(SOURCE MATERIAL):
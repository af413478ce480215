use crate::domain::{CacheKey, Tag};
use dashmap::DashMap;
use dashmap::mapref::entry::Entry;
use std::collections::{BTreeMap, HashMap, HashSet};

/// Reverse mapping from tag to the keys currently stored under it.
///
/// Each attached key remembers the stamp of the entry that attached it, so a
/// stamped detach only removes the attachment made by that exact entry.
#[derive(Debug, Default)]
pub struct TagIndex {
    tags: DashMap<Tag, HashMap<CacheKey, u64>>,
}

impl TagIndex {
    pub fn new() -> Self {
        Self::default()
    }

    pub fn attach(&self, tag: &Tag, key: &CacheKey, stamp: u64) {
        self.tags
            .entry(tag.clone())
            .or_default()
            .insert(key.clone(), stamp);
    }

    /// Removes `key` from `tag`, dropping the tag once nothing references it.
    /// Returns whether the key was attached.
    pub fn detach(&self, tag: &Tag, key: &CacheKey) -> bool {
        self.detach_where(tag, key, |_| true)
    }

    /// Like [`detach`](Self::detach), but only if the attachment was made by
    /// the entry carrying `stamp`.
    pub fn detach_stamped(&self, tag: &Tag, key: &CacheKey, stamp: u64) -> bool {
        self.detach_where(tag, key, |attached| attached == stamp)
    }

    fn detach_where(&self, tag: &Tag, key: &CacheKey, matches: impl Fn(u64) -> bool) -> bool {
        match self.tags.entry(tag.clone()) {
            Entry::Occupied(mut occupied) => {
                let keys = occupied.get_mut();
                let removed =
                    keys.get(key).is_some_and(|stamp| matches(*stamp)) && keys.remove(key).is_some();
                if keys.is_empty() {
                    occupied.remove();
                }
                removed
            }
            Entry::Vacant(_) => false,
        }
    }

    pub fn keys_for(&self, tag: &Tag) -> HashSet<CacheKey> {
        self.tags
            .get(tag)
            .map(|keys| keys.keys().cloned().collect())
            .unwrap_or_default()
    }

    pub fn contains(&self, tag: &Tag, key: &CacheKey) -> bool {
        self.tags
            .get(tag)
            .is_some_and(|keys| keys.contains_key(key))
    }

    pub fn tag_count(&self) -> usize {
        self.tags.len()
    }

    /// Tag name to number of keys, ordered by tag.
    pub fn snapshot(&self) -> BTreeMap<Tag, usize> {
        self.tags
            .iter()
            .map(|entry| (entry.key().clone(), entry.value().len()))
            .collect()
    }
}

#[cfg(test)]
mod tests {
    use super::*;
    use std::sync::Arc;

    #[test]
    fn test_attach_and_keys_for() {
        let index = TagIndex::new();
        let tag = Tag::from("productsCache");
        index.attach(&tag, &"products-p1-l3".into(), 1);
        index.attach(&tag, &"products-p2-l3".into(), 2);

        let keys = index.keys_for(&tag);
        assert_eq!(keys.len(), 2);
        assert!(keys.contains(&CacheKey::from("products-p1-l3")));
        assert!(index.keys_for(&Tag::from("usersCache")).is_empty());
    }

    #[test]
    fn test_detach_drops_empty_tag() {
        let index = TagIndex::new();
        let tag = Tag::from("A");
        let key = CacheKey::from("k1");
        index.attach(&tag, &key, 1);
        assert_eq!(index.tag_count(), 1);

        assert!(index.detach(&tag, &key));
        assert_eq!(index.tag_count(), 0);
        assert!(!index.contains(&tag, &key));
    }

    #[test]
    fn test_detach_is_idempotent() {
        let index = TagIndex::new();
        let tag = Tag::from("A");
        let key = CacheKey::from("k1");

        assert!(!index.detach(&tag, &key));
        index.attach(&tag, &key, 1);
        assert!(index.detach(&tag, &key));
        assert!(!index.detach(&tag, &key));
    }

    #[test]
    fn test_stamped_detach_ignores_newer_attachment() {
        let index = TagIndex::new();
        let tag = Tag::from("A");
        let key = CacheKey::from("k1");
        index.attach(&tag, &key, 1);
        index.attach(&tag, &key, 2);

        assert!(!index.detach_stamped(&tag, &key, 1));
        assert!(index.contains(&tag, &key));
        assert!(index.detach_stamped(&tag, &key, 2));
        assert_eq!(index.tag_count(), 0);
    }

    #[test]
    fn test_concurrent_attach_does_not_lose_updates() {
        let index = Arc::new(TagIndex::new());
        let tag = Tag::from("shared");

        let handles: Vec<_> = (0..8)
            .map(|worker| {
                let index = index.clone();
                let tag = tag.clone();
                std::thread::spawn(move || {
                    for i in 0..250u64 {
                        let key = CacheKey::new(format!("w{}-{}", worker, i));
                        index.attach(&tag, &key, i);
                    }
                })
            })
            .collect();
        for handle in handles {
            handle.join().unwrap();
        }

        assert_eq!(index.keys_for(&tag).len(), 2000);
        assert_eq!(index.snapshot().get(&tag), Some(&2000));
    }
}
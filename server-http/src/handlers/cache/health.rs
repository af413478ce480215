use axum::Json;

use crate::api::HealthResponse;

/// GET /health
pub async fn health_check() -> Json<HealthResponse> {
    Json(HealthResponse {
        message: "OK".into(),
    })
}
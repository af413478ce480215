pub mod admin;
pub mod events;
pub mod health;

pub use admin::*;
pub use events::*;
pub use health::*;
use catalog::{PageRequest, Projection};
use tagcache::{CacheKey, Tag};

pub const PRODUCTS_CACHE: &str = "productsCache";
pub const USERS_CACHE: &str = "usersCache";

pub fn products_tag() -> Tag {
    Tag::from(PRODUCTS_CACHE)
}

pub fn users_tag() -> Tag {
    Tag::from(USERS_CACHE)
}

pub fn products_page(page: PageRequest) -> CacheKey {
    CacheKey::for_page("products", page.page, page.limit, None, None)
}

pub fn client_users_page(client_id: u64, page: PageRequest, projection: Projection) -> CacheKey {
    CacheKey::for_page(
        "users",
        page.page,
        page.limit,
        Some(client_id),
        Some(projection.name()),
    )
}
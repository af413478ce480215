use crate::handlers;
use crate::state::AppState;
use axum::{
    http::HeaderValue,
    routing::{delete, get},
    Router,
};
use shared::config::Config;
use tower_http::cors::{AllowOrigin, Any, CorsLayer};
use tower_http::normalize_path::NormalizePath;
use tower_http::trace::TraceLayer;

/// Router wrapped so trailing slashes are trimmed before routing.
pub fn build_app(state: AppState, config: &Config) -> NormalizePath<Router> {
    NormalizePath::trim_trailing_slash(build_router(state, config))
}

/// Build and configure the application router
pub fn build_router(state: AppState, config: &Config) -> Router {
    Router::new()
        // Health check
        .route("/health", get(handlers::health_check))
        // SSE Events endpoint
        .route("/events", get(handlers::stream_events))
        // Catalog routes
        .route(
            "/api/products",
            get(handlers::list_products).post(handlers::create_product),
        )
        .route(
            "/api/products/{id}",
            get(handlers::get_product)
                .put(handlers::update_product)
                .delete(handlers::delete_product),
        )
        .route(
            "/api/users",
            get(handlers::list_users).post(handlers::create_user),
        )
        .route(
            "/api/users/{id}",
            get(handlers::get_user)
                .put(handlers::update_user)
                .delete(handlers::delete_user),
        )
        .route("/api/clients", axum::routing::post(handlers::create_client))
        .route("/api/clients/{id}", get(handlers::get_client))
        .route("/api/clients/{id}/users", get(handlers::list_client_users))
        .route("/api/users/client-{id}", get(handlers::list_client_users))
        // Admin routes
        .route("/admin/cache", get(handlers::cache_stats))
        .route("/admin/cache/tags/{tag}", delete(handlers::invalidate_tag))
        // Middleware
        .layer(cors_layer(&config.allowed_origins))
        .layer(TraceLayer::new_for_http())
        .with_state(state)
}

fn cors_layer(allowed_origins: &[String]) -> CorsLayer {
    let layer = CorsLayer::new().allow_methods(Any).allow_headers(Any);

    if allowed_origins.is_empty() || allowed_origins.iter().any(|o| o == "*") {
        return layer.allow_origin(Any);
    }

    let origins: Vec<HeaderValue> = allowed_origins
        .iter()
        .filter_map(|origin| match HeaderValue::from_str(origin) {
            Ok(value) => Some(value),
            Err(_) => {
                tracing::warn!("Ignoring invalid CORS origin '{}'", origin);
                None
            }
        })
        .collect();
    layer.allow_origin(AllowOrigin::list(origins))
}
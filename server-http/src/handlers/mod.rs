pub mod cache;
pub mod clients;
pub mod products;
pub mod users;

pub use cache::*;
pub use clients::*;
pub use products::*;
pub use users::*;
pub mod invalidation;
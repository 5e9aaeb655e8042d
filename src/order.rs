use crate::models::chat::Message;
use std::collections::HashSet;

/// Vertical gap rendered after each pinned message, in pixels.
pub const PINNED_GAP_PX: f64 = 6.0;

/// Pinned-first display order: a stable partition of `timeline`.
pub fn display_order(timeline: &[Message]) -> Vec<&Message> {
    let (mut pinned, unpinned): (Vec<&Message>, Vec<&Message>) = timeline
        .iter()
        .partition(|msg| msg.pinned);
    pinned.extend(unpinned);
    pinned
}

/// Ids of currently pinned messages, derived from the timeline.
pub fn pin_set(timeline: &[Message]) -> HashSet<&str> {
    timeline
        .iter()
        .filter(|msg| msg.pinned)
        .map(|msg| msg.id.as_str())
        .collect()
}

/// Total header space taken by pinned messages given their rendered heights.
pub fn pinned_rendered_height(heights: impl IntoIterator<Item = f64>) -> f64 {
    heights
        .into_iter()
        .map(|h| h + PINNED_GAP_PX)
        .sum()
}

/// Scroll offset that shows the newest content below the pinned header.
pub fn scroll_target(
    container_height: f64,
    container_scroll_height: f64,
    pinned_rendered_height: f64
) -> f64 {
    container_scroll_height - container_height + pinned_rendered_height
}
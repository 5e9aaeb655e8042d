use base64::Engine;
use base64::engine::general_purpose::STANDARD as BASE64;
use chrono::Utc;
use serde::{ Deserialize, Serialize };
use std::fmt;
use uuid::Uuid;

pub type MessageId = String;

#[derive(Clone, Copy, Debug, PartialEq, Eq, Serialize, Deserialize)]
#[serde(rename_all = "lowercase")]
pub enum Role {
    User,
    System,
}

/// Content type of a message. The wire form is an open string: anything
/// under `image/` is carried as `Binary`, unknown values pass through.
#[derive(Clone, Debug, PartialEq, Eq, Serialize, Deserialize)]
#[serde(from = "String", into = "String")]
pub enum MessageKind {
    Message,
    MessageRaw,
    Code,
    Binary {
        mime: String,
    },
    Other(String),
}

#[derive(Clone, Copy, Debug, PartialEq, Eq)]
pub enum RenderHint {
    Text,
    Code,
    InlineImage,
    Unknown,
}

impl MessageKind {
    pub fn parse(raw: &str) -> Self {
        match raw {
            "message" => MessageKind::Message,
            "message_raw" => MessageKind::MessageRaw,
            "code" => MessageKind::Code,
            mime if mime.starts_with("image/") => MessageKind::Binary { mime: mime.to_string() },
            other => MessageKind::Other(other.to_string()),
        }
    }

    pub fn as_str(&self) -> &str {
        match self {
            MessageKind::Message => "message",
            MessageKind::MessageRaw => "message_raw",
            MessageKind::Code => "code",
            MessageKind::Binary { mime } => mime,
            MessageKind::Other(raw) => raw,
        }
    }

    pub fn render_hint(&self) -> RenderHint {
        match self {
            MessageKind::Message | MessageKind::MessageRaw => RenderHint::Text,
            MessageKind::Code => RenderHint::Code,
            MessageKind::Binary { .. } => RenderHint::InlineImage,
            MessageKind::Other(_) => RenderHint::Unknown,
        }
    }
}

impl From<String> for MessageKind {
    fn from(raw: String) -> Self {
        MessageKind::parse(&raw)
    }
}

impl From<MessageKind> for String {
    fn from(kind: MessageKind) -> Self {
        kind.as_str().to_string()
    }
}

impl fmt::Display for MessageKind {
    fn fmt(&self, f: &mut fmt::Formatter<'_>) -> fmt::Result {
        f.write_str(self.as_str())
    }
}

/// Where the displayed copy of a message came from.
#[derive(Clone, Copy, Debug, PartialEq, Eq, Default)]
pub enum Origin {
    #[default]
    Local,
    Persisted,
}

/// Persisted shape of a message, as written to and read from the store.
#[derive(Clone, Debug, PartialEq, Eq, Serialize, Deserialize)]
pub struct MessageRecord {
    pub id: MessageId,
    pub text: String,
    pub role: Role,
    #[serde(rename = "type")]
    pub kind: MessageKind,
    #[serde(default)]
    pub pinned: bool,
    pub timestamp: i64,
}

/// Partial-field merge applied to a single stored message.
#[derive(Clone, Debug, Default, PartialEq, Eq, Serialize, Deserialize)]
pub struct MessagePatch {
    #[serde(skip_serializing_if = "Option::is_none")]
    pub pinned: Option<bool>,
    #[serde(skip_serializing_if = "Option::is_none")]
    pub text: Option<String>,
}

impl MessagePatch {
    pub fn pinned(value: bool) -> Self {
        Self { pinned: Some(value), ..Self::default() }
    }

    pub fn apply(&self, record: &mut MessageRecord) {
        if let Some(pinned) = self.pinned {
            record.pinned = pinned;
        }
        if let Some(text) = &self.text {
            record.text = text.clone();
        }
    }
}

#[derive(Clone, Debug, PartialEq, Eq)]
pub struct Message {
    pub id: MessageId,
    pub text: String,
    pub role: Role,
    pub kind: MessageKind,
    pub pinned: bool,
    pub timestamp: i64,
    pub origin: Origin,
}

impl Message {
    pub fn new(role: Role, kind: MessageKind, text: impl Into<String>, timestamp: i64) -> Self {
        Self {
            id: Uuid::new_v4().to_string(),
            text: text.into(),
            role,
            kind,
            pinned: false,
            timestamp,
            origin: Origin::Local,
        }
    }

    pub fn user(text: impl Into<String>, timestamp: i64) -> Self {
        Self::new(Role::User, MessageKind::Message, text, timestamp)
    }

    pub fn notice(text: impl Into<String>, timestamp: i64) -> Self {
        Self::new(Role::System, MessageKind::Message, text, timestamp)
    }

    pub fn from_record(record: MessageRecord) -> Self {
        Self {
            id: record.id,
            text: record.text,
            role: record.role,
            kind: record.kind,
            pinned: record.pinned,
            timestamp: record.timestamp,
            origin: Origin::Persisted,
        }
    }

    pub fn to_record(&self) -> MessageRecord {
        MessageRecord {
            id: self.id.clone(),
            text: self.text.clone(),
            role: self.role,
            kind: self.kind.clone(),
            pinned: self.pinned,
            timestamp: self.timestamp,
        }
    }

    /// True for the message a streamed chunk may be appended to.
    pub fn is_stream_target(&self) -> bool {
        self.role == Role::System && self.kind == MessageKind::Code
    }

    pub fn offers_retry(&self) -> bool {
        self.role == Role::System && self.kind != MessageKind::Code
    }

    /// `data:` URI for inline images; `None` for every other kind.
    pub fn data_uri(&self) -> Option<String> {
        match &self.kind {
            MessageKind::Binary { mime } => Some(format!("data:{};base64,{}", mime, self.text)),
            _ => None,
        }
    }

    /// Decoded payload size of an inline image, if the text is valid base64.
    pub fn binary_len(&self) -> Option<usize> {
        match &self.kind {
            MessageKind::Binary { .. } =>
                BASE64.decode(self.text.trim())
                    .ok()
                    .map(|bytes| bytes.len()),
            _ => None,
        }
    }
}

pub fn now_millis() -> i64 {
    Utc::now().timestamp_millis()
}
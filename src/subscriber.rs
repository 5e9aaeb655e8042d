use crate::error::StoreError;
use crate::models::chat::{ Message, MessageId, MessagePatch, MessageRecord };
use crate::models::presence::TypingSignal;
use crate::store::RemoteStore;
use futures::StreamExt;
use log::{ debug, info, warn };
use std::collections::HashMap;
use std::sync::Arc;
use tokio::sync::mpsc;
use tokio::task::JoinHandle;

/// Snapshot notifications forwarded into the session's event loop.
#[derive(Clone, Debug, PartialEq, Eq)]
pub enum RemoteEvent {
    Messages(Vec<MessageRecord>),
    Typing(Vec<TypingSignal>),
}

/// Persisted partition of the timeline plus optimistic pin hints.
///
/// `authoritative` is whatever the last snapshot said. `local_hint` holds
/// pin flips not yet confirmed; every snapshot discards all of them.
#[derive(Debug, Default)]
pub struct RemotePartition {
    authoritative: Vec<Message>,
    local_hint: HashMap<MessageId, bool>,
    typing: Vec<TypingSignal>,
}

impl RemotePartition {
    pub fn replace(&mut self, snapshot: Vec<MessageRecord>) {
        if !self.local_hint.is_empty() {
            debug!("Discarding {} optimistic pin hint(s) on snapshot", self.local_hint.len());
        }
        self.local_hint.clear();
        self.authoritative = snapshot.into_iter().map(Message::from_record).collect();
    }

    pub fn replace_typing(&mut self, signals: Vec<TypingSignal>) {
        self.typing = signals;
    }

    pub fn contains(&self, id: &str) -> bool {
        self.authoritative.iter().any(|msg| msg.id == id)
    }

    /// Text of the persisted copy, if the snapshot holds one.
    pub fn text(&self, id: &str) -> Option<&str> {
        self.authoritative
            .iter()
            .find(|msg| msg.id == id)
            .map(|msg| msg.text.as_str())
    }

    /// Records an optimistic pin flip. Returns false for unknown ids.
    pub fn hint_pinned(&mut self, id: &str, value: bool) -> bool {
        if !self.contains(id) {
            return false;
        }
        self.local_hint.insert(id.to_string(), value);
        true
    }

    /// Effective pin flag: the hint if present, else the snapshot's value.
    pub fn pinned(&self, id: &str) -> Option<bool> {
        if let Some(hint) = self.local_hint.get(id) {
            return Some(*hint);
        }
        self.authoritative
            .iter()
            .find(|msg| msg.id == id)
            .map(|msg| msg.pinned)
    }

    /// Persisted messages with hints applied, in snapshot order.
    pub fn messages(&self) -> Vec<Message> {
        self.authoritative
            .iter()
            .map(|msg| {
                let mut msg = msg.clone();
                if let Some(hint) = self.local_hint.get(&msg.id) {
                    msg.pinned = *hint;
                }
                msg
            })
            .collect()
    }

    pub fn typing(&self) -> &[TypingSignal] {
        &self.typing
    }
}

/// Keeps the two live subscriptions of a session running and forwards
/// their snapshots. Writes issued here are fire-and-forget.
pub struct RemoteTimelineSubscriber {
    store: Arc<dyn RemoteStore>,
    session_id: String,
    tasks: Vec<JoinHandle<()>>,
}

impl RemoteTimelineSubscriber {
    pub fn new(store: Arc<dyn RemoteStore>, session_id: &str) -> Self {
        Self {
            store,
            session_id: session_id.to_string(),
            tasks: Vec::new(),
        }
    }

    pub fn session_id(&self) -> &str {
        &self.session_id
    }

    pub fn is_active(&self) -> bool {
        self.tasks.iter().any(|task| !task.is_finished())
    }

    /// Subscribes to messages and typing signals. Any previous subscription
    /// is cancelled first, so this also serves as restart.
    pub async fn start<E>(&mut self, events: mpsc::UnboundedSender<E>) -> Result<(), StoreError>
        where E: From<RemoteEvent> + Send + 'static
    {
        self.cancel();

        let mut messages = self.store.subscribe_messages(&self.session_id).await?;
        let mut typing = self.store.subscribe_typing(&self.session_id).await?;
        info!("Subscribed to session {}", self.session_id);

        let message_events = events.clone();
        let session = self.session_id.clone();
        self.tasks.push(
            tokio::spawn(async move {
                while let Some(snapshot) = messages.next().await {
                    if message_events.send(RemoteEvent::Messages(snapshot).into()).is_err() {
                        break;
                    }
                }
                debug!("Message subscription for {} ended", session);
            })
        );

        let session = self.session_id.clone();
        self.tasks.push(
            tokio::spawn(async move {
                while let Some(snapshot) = typing.next().await {
                    if events.send(RemoteEvent::Typing(snapshot).into()).is_err() {
                        break;
                    }
                }
                debug!("Typing subscription for {} ended", session);
            })
        );

        Ok(())
    }

    pub fn cancel(&mut self) {
        for task in self.tasks.drain(..) {
            task.abort();
        }
    }

    pub fn write_pinned(&self, message_id: &str, value: bool) {
        let store = Arc::clone(&self.store);
        let session = self.session_id.clone();
        let id = message_id.to_string();
        tokio::spawn(async move {
            if let Err(e) = store.merge_message(&session, &id, &MessagePatch::pinned(value)).await {
                warn!("Pin write for message {} failed: {}", id, e);
            }
        });
    }

    pub fn persist(&self, record: MessageRecord) {
        let store = Arc::clone(&self.store);
        let session = self.session_id.clone();
        tokio::spawn(async move {
            if let Err(e) = store.put_message(&session, &record).await {
                warn!("Persisting message {} failed: {}", record.id, e);
            }
        });
    }
}

impl Drop for RemoteTimelineSubscriber {
    fn drop(&mut self) {
        self.cancel();
    }
}

#[cfg(test)]
mod tests {
    use super::*;
    use crate::models::chat::{ MessageKind, Origin, Role };
    use crate::store::memory::MemoryStore;
    use std::time::Duration;

    fn record(id: &str, pinned: bool) -> MessageRecord {
        MessageRecord {
            id: id.to_string(),
            text: id.to_string(),
            role: Role::System,
            kind: MessageKind::Message,
            pinned,
            timestamp: 1,
        }
    }

    #[test]
    fn hint_overrides_until_next_snapshot() {
        let mut partition = RemotePartition::default();
        partition.replace(vec![record("a", false)]);

        assert!(partition.hint_pinned("a", true));
        assert_eq!(partition.pinned("a"), Some(true));
        assert!(partition.messages()[0].pinned);

        partition.replace(vec![record("a", false)]);
        assert_eq!(partition.pinned("a"), Some(false));
        assert!(!partition.messages()[0].pinned);
    }

    #[test]
    fn hints_for_unknown_ids_are_refused() {
        let mut partition = RemotePartition::default();
        assert!(!partition.hint_pinned("ghost", true));
        assert_eq!(partition.pinned("ghost"), None);
    }

    #[test]
    fn snapshot_messages_are_marked_persisted() {
        let mut partition = RemotePartition::default();
        partition.replace(vec![record("a", true)]);
        assert_eq!(partition.messages()[0].origin, Origin::Persisted);
    }

    fn drain(rx: &mut mpsc::UnboundedReceiver<RemoteEvent>) -> Vec<RemoteEvent> {
        let mut events = Vec::new();
        while let Ok(event) = rx.try_recv() {
            events.push(event);
        }
        events
    }

    fn message_snapshots(events: &[RemoteEvent]) -> usize {
        events
            .iter()
            .filter(|event| matches!(event, RemoteEvent::Messages(_)))
            .count()
    }

    #[tokio::test]
    async fn restart_replaces_the_previous_subscription() {
        let store = Arc::new(MemoryStore::new());
        let mut subscriber = RemoteTimelineSubscriber::new(store.clone(), "s");
        let (tx, mut rx) = mpsc::unbounded_channel::<RemoteEvent>();

        subscriber.start(tx.clone()).await.unwrap();
        subscriber.start(tx.clone()).await.unwrap();
        assert_eq!(subscriber.tasks.len(), 2);
        assert!(subscriber.is_active());

        tokio::time::sleep(Duration::from_millis(20)).await;
        drain(&mut rx);

        store.put_message("s", &record("a", false)).await.unwrap();
        tokio::time::sleep(Duration::from_millis(20)).await;
        let events = drain(&mut rx);
        assert_eq!(message_snapshots(&events), 1);
        assert_eq!(events[0], RemoteEvent::Messages(vec![record("a", false)]));
    }

    #[tokio::test]
    async fn cancel_stops_delivery() {
        let store = Arc::new(MemoryStore::new());
        let mut subscriber = RemoteTimelineSubscriber::new(store.clone(), "s");
        let (tx, mut rx) = mpsc::unbounded_channel::<RemoteEvent>();

        subscriber.start(tx).await.unwrap();
        tokio::time::sleep(Duration::from_millis(20)).await;
        assert_eq!(message_snapshots(&drain(&mut rx)), 1);

        subscriber.cancel();
        assert!(!subscriber.is_active());

        store.put_message("s", &record("a", false)).await.unwrap();
        tokio::time::sleep(Duration::from_millis(20)).await;
        assert!(drain(&mut rx).is_empty());
    }
}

(ABOUT THIS TASK): Give back the entries above exactly as they are, from their first line through the line that contains "pub struct TagIndex", both included, with nothing else.

(TASK RESULT):
repository af413478ce480215
use crate::domain::{CacheKey, Tag};
use dashmap::DashMap;
use dashmap::mapref::entry::Entry;
use std::collections::{BTreeMap, HashMap, HashSet};

/// Reverse mapping from tag to the keys currently stored under it.
///
/// Each attached key remembers the stamp of the entry that attached it, so a
/// stamped detach only removes the attachment made by that exact entry.
#[derive(Debug, Default)]
pub struct TagIndex {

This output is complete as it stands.